Available data
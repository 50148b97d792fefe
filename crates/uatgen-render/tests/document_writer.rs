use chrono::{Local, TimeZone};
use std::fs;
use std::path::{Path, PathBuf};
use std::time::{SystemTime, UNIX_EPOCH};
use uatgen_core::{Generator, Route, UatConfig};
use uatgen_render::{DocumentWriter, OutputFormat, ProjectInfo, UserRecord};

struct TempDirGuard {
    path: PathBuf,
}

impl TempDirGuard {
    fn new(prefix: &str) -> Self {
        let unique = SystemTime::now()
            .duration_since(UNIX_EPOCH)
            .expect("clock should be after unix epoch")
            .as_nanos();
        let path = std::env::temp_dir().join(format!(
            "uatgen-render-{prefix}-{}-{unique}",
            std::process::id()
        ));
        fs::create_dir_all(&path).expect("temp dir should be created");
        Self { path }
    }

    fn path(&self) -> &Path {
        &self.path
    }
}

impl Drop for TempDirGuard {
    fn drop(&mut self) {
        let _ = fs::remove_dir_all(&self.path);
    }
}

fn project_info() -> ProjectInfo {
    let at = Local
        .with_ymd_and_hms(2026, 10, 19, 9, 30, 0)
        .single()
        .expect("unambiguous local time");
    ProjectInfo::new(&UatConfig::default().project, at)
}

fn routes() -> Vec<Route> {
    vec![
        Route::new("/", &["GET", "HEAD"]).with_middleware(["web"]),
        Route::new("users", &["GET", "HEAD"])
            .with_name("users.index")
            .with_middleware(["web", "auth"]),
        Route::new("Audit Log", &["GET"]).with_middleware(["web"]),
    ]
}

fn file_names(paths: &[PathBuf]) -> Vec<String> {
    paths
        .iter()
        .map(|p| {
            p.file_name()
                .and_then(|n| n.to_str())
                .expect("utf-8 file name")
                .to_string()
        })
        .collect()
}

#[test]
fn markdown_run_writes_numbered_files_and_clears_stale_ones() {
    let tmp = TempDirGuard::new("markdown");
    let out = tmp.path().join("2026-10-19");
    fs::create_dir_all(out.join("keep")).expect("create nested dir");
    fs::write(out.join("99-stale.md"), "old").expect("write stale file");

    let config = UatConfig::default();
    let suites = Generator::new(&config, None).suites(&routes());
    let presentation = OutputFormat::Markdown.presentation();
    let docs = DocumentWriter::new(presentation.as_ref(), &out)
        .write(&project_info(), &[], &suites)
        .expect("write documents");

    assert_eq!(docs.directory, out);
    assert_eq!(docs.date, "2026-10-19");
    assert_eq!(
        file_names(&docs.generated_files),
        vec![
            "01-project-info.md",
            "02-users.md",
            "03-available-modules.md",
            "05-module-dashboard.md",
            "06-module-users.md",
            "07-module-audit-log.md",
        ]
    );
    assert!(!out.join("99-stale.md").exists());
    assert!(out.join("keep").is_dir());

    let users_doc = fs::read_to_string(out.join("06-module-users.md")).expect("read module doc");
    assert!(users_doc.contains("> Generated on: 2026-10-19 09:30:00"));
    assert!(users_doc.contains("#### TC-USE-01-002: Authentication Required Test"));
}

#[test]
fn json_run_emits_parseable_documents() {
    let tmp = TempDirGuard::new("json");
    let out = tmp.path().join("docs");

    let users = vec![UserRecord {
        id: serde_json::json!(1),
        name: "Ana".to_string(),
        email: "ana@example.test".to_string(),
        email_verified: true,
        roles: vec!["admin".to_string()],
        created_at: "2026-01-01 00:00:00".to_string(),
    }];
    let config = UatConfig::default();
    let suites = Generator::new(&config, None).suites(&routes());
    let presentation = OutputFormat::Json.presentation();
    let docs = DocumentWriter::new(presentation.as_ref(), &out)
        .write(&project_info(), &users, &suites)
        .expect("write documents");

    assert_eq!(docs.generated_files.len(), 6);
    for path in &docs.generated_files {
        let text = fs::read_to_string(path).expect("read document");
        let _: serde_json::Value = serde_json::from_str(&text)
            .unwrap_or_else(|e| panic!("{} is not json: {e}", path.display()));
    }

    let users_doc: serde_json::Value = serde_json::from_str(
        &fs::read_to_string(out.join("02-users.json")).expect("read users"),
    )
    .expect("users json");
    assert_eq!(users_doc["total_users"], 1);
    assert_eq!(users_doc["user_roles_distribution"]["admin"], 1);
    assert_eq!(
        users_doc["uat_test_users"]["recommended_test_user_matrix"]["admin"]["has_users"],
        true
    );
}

About this exercise
Wherever a line of the records above contains the string "PathBuf", copy that line out.

Result for this exercise
use std::path::{Path, PathBuf};
    path: PathBuf,
fn file_names(paths: &[PathBuf]) -> Vec<String> {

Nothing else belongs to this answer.